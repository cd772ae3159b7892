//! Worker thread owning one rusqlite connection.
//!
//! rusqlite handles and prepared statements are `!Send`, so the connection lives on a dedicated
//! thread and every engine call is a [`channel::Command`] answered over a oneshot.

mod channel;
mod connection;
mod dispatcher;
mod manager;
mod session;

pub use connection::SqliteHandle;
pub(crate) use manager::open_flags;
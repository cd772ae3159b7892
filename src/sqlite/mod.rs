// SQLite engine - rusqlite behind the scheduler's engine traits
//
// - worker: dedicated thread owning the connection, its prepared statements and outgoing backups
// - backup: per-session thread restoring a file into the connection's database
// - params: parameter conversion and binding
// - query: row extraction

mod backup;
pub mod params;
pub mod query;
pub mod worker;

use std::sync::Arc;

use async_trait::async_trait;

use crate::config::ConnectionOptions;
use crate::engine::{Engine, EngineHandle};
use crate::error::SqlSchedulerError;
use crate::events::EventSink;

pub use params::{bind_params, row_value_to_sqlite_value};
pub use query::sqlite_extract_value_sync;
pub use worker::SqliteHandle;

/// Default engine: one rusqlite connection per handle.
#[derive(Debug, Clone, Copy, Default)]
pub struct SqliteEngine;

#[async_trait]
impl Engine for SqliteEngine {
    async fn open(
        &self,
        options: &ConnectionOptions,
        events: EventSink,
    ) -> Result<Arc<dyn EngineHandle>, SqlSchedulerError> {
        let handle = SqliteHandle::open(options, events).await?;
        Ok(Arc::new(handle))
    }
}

══════════════════════════════

WHAT IS BEING ASKED -> Report each line of the material in which the string "prepared" occurs.

EXERCISE OUTPUT ->
//! rusqlite handles and prepared statements are `!Send`, so the connection lives on a dedicated
// - worker: dedicated thread owning the connection, its prepared statements and outgoing backups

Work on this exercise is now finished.